• [INPUT]
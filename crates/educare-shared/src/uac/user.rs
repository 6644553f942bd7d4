use std::fmt::Display;

use serde::{Deserialize, Serialize};
use serde_aux::field_attributes::deserialize_default_from_null;

use crate::{errors::ConversionError, id::DbId};

use super::Role;

/// An email address that at least has the shape `local@domain.tld`
#[derive(Debug, Serialize, Deserialize, Clone, PartialEq, Eq, Hash, PartialOrd, Ord)]
#[serde(try_from = "String", into = "String")]
pub struct Email(String);

/// Name entered on registration, shown in navigation and dashboards
#[derive(Debug, Serialize, Deserialize, Clone, PartialEq, Eq)]
#[serde(try_from = "String", into = "String")]
pub struct DisplayName(String);

impl Email {
    pub const MAX_LENGTH: usize = 254;
}

impl DisplayName {
    pub const MAX_LENGTH: usize = 100;
}

impl TryFrom<String> for Email {
    type Error = ConversionError;

    fn try_from(value: String) -> Result<Self, Self::Error> {
        let value = value.trim();
        if value.is_empty() {
            return Err(ConversionError::Empty);
        }
        if value.len() > Self::MAX_LENGTH {
            return Err(ConversionError::MaxExceeded {
                max: Self::MAX_LENGTH,
                actual: value.len(),
            });
        }
        if !looks_like_email(value) {
            return Err(ConversionError::Malformed {
                expected: "email address",
            });
        }
        Ok(Self(value.to_string()))
    }
}

impl TryFrom<&str> for Email {
    type Error = ConversionError;

    fn try_from(value: &str) -> Result<Self, Self::Error> {
        value.to_string().try_into()
    }
}

impl TryFrom<String> for DisplayName {
    type Error = ConversionError;

    fn try_from(value: String) -> Result<Self, Self::Error> {
        let value = value.trim();
        if value.is_empty() {
            return Err(ConversionError::Empty);
        }
        if value.len() > Self::MAX_LENGTH {
            return Err(ConversionError::MaxExceeded {
                max: Self::MAX_LENGTH,
                actual: value.len(),
            });
        }
        Ok(Self(value.to_string()))
    }
}

fn looks_like_email(value: &str) -> bool {
    if value.chars().any(char::is_whitespace) {
        return false;
    }
    let Some((local, domain)) = value.split_once('@') else {
        return false;
    };
    !local.is_empty()
        && !domain.contains('@')
        && domain
            .char_indices()
            .any(|(i, c)| c == '.' && i > 0 && i + 1 < domain.len())
}

impl From<Email> for String {
    fn from(value: Email) -> Self {
        value.0
    }
}

impl From<DisplayName> for String {
    fn from(value: DisplayName) -> Self {
        value.0
    }
}

impl AsRef<str> for Email {
    fn as_ref(&self) -> &str {
        &self.0
    }
}

impl AsRef<str> for DisplayName {
    fn as_ref(&self) -> &str {
        &self.0
    }
}

impl Display for Email {
    fn fmt(&self, f: &mut std::fmt::Formatter<'_>) -> std::fmt::Result {
        write!(f, "{}", self.0)
    }
}

impl Display for DisplayName {
    fn fmt(&self, f: &mut std::fmt::Formatter<'_>) -> std::fmt::Result {
        write!(f, "{}", self.0)
    }
}

/// A user row as returned by the data service.
///
/// Cached inside the session record as a snapshot taken at login, it is not
/// refreshed afterwards. Columns not listed here (including any legacy
/// password column) are ignored.
#[derive(Debug, Serialize, Deserialize, Clone, PartialEq, Eq)]
pub struct Identity {
    pub id: DbId,
    pub email: Email,
    #[serde(default)]
    pub full_name: Option<String>,
    #[serde(default, deserialize_with = "deserialize_default_from_null")]
    pub role: Role,
    #[serde(default, skip_serializing_if = "Option::is_none")]
    pub phone: Option<String>,
    #[serde(default, skip_serializing_if = "Option::is_none")]
    pub created_at: Option<chrono::DateTime<chrono::Utc>>,
}

impl Identity {
    /// Falls back to a generic label for rows without a usable name
    pub fn display_name(&self) -> &str {
        match self.full_name.as_deref().map(str::trim) {
            Some(name) if !name.is_empty() => name,
            _ => "User",
        }
    }

    pub fn is_admin(&self) -> bool {
        self.role.is_admin()
    }
}

/// Profile row written on registration. Credentials are never part of it,
/// they go through the data service's authentication endpoint.
#[derive(Debug, Serialize, Clone, PartialEq, Eq)]
pub struct NewUserRecord {
    pub email: Email,
    pub full_name: DisplayName,
    pub phone: String,
    pub role: Role,
    pub created_at: String,
}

• [WHAT THE TASK REQUIRES] Every line of the listing above is to be repeated exactly as written.

• [TASK ANSWER]
filename crates/educare-shared/src/uac/user.rs
repository 6644553f942bd7d4
use std::fmt::Display;

use serde::{Deserialize, Serialize};
use serde_aux::field_attributes::deserialize_default_from_null;

use crate::{errors::ConversionError, id::DbId};

use super::Role;

/// An email address that at least has the shape `local@domain.tld`
#[derive(Debug, Serialize, Deserialize, Clone, PartialEq, Eq, Hash, PartialOrd, Ord)]
#[serde(try_from = "String", into = "String")]
pub struct Email(String);

/// Name entered on registration, shown in navigation and dashboards
#[derive(Debug, Serialize, Deserialize, Clone, PartialEq, Eq)]
#[serde(try_from = "String", into = "String")]
pub struct DisplayName(String);

impl Email {
    pub const MAX_LENGTH: usize = 254;
}

impl DisplayName {
    pub const MAX_LENGTH: usize = 100;
}

impl TryFrom<String> for Email {
    type Error = ConversionError;

    fn try_from(value: String) -> Result<Self, Self::Error> {
        let value = value.trim();
        if value.is_empty() {
            return Err(ConversionError::Empty);
        }
        if value.len() > Self::MAX_LENGTH {
            return Err(ConversionError::MaxExceeded {
                max: Self::MAX_LENGTH,
                actual: value.len(),
            });
        }
        if !looks_like_email(value) {
            return Err(ConversionError::Malformed {
                expected: "email address",
            });
        }
        Ok(Self(value.to_string()))
    }
}

impl TryFrom<&str> for Email {
    type Error = ConversionError;

    fn try_from(value: &str) -> Result<Self, Self::Error> {
        value.to_string().try_into()
    }
}

impl TryFrom<String> for DisplayName {
    type Error = ConversionError;

    fn try_from(value: String) -> Result<Self, Self::Error> {
        let value = value.trim();
        if value.is_empty() {
            return Err(ConversionError::Empty);
        }
        if value.len() > Self::MAX_LENGTH {
            return Err(ConversionError::MaxExceeded {
                max: Self::MAX_LENGTH,
                actual: value.len(),
            });
        }
        Ok(Self(value.to_string()))
    }
}

fn looks_like_email(value: &str) -> bool {
    if value.chars().any(char::is_whitespace) {
        return false;
    }
    let Some((local, domain)) = value.split_once('@') else {
        return false;
    };
    !local.is_empty()
        && !domain.contains('@')
        && domain
            .char_indices()
            .any(|(i, c)| c == '.' && i > 0 && i + 1 < domain.len())
}

impl From<Email> for String {
    fn from(value: Email) -> Self {
        value.0
    }
}

impl From<DisplayName> for String {
    fn from(value: DisplayName) -> Self {
        value.0
    }
}

impl AsRef<str> for Email {
    fn as_ref(&self) -> &str {
        &self.0
    }
}

impl AsRef<str> for DisplayName {
    fn as_ref(&self) -> &str {
        &self.0
    }
}

impl Display for Email {
    fn fmt(&self, f: &mut std::fmt::Formatter<'_>) -> std::fmt::Result {
        write!(f, "{}", self.0)
    }
}

impl Display for DisplayName {
    fn fmt(&self, f: &mut std::fmt::Formatter<'_>) -> std::fmt::Result {
        write!(f, "{}", self.0)
    }
}

/// A user row as returned by the data service.
///
/// Cached inside the session record as a snapshot taken at login, it is not
/// refreshed afterwards. Columns not listed here (including any legacy
/// password column) are ignored.
#[derive(Debug, Serialize, Deserialize, Clone, PartialEq, Eq)]
pub struct Identity {
    pub id: DbId,
    pub email: Email,
    #[serde(default)]
    pub full_name: Option<String>,
    #[serde(default, deserialize_with = "deserialize_default_from_null")]
    pub role: Role,
    #[serde(default, skip_serializing_if = "Option::is_none")]
    pub phone: Option<String>,
    #[serde(default, skip_serializing_if = "Option::is_none")]
    pub created_at: Option<chrono::DateTime<chrono::Utc>>,
}

impl Identity {
    /// Falls back to a generic label for rows without a usable name
    pub fn display_name(&self) -> &str {
        match self.full_name.as_deref().map(str::trim) {
            Some(name) if !name.is_empty() => name,
            _ => "User",
        }
    }

    pub fn is_admin(&self) -> bool {
        self.role.is_admin()
    }
}

/// Profile row written on registration. Credentials are never part of it,
/// they go through the data service's authentication endpoint.
#[derive(Debug, Serialize, Clone, PartialEq, Eq)]
pub struct NewUserRecord {
    pub email: Email,
    pub full_name: DisplayName,
    pub phone: String,
    pub role: Role,
    pub created_at: String,
}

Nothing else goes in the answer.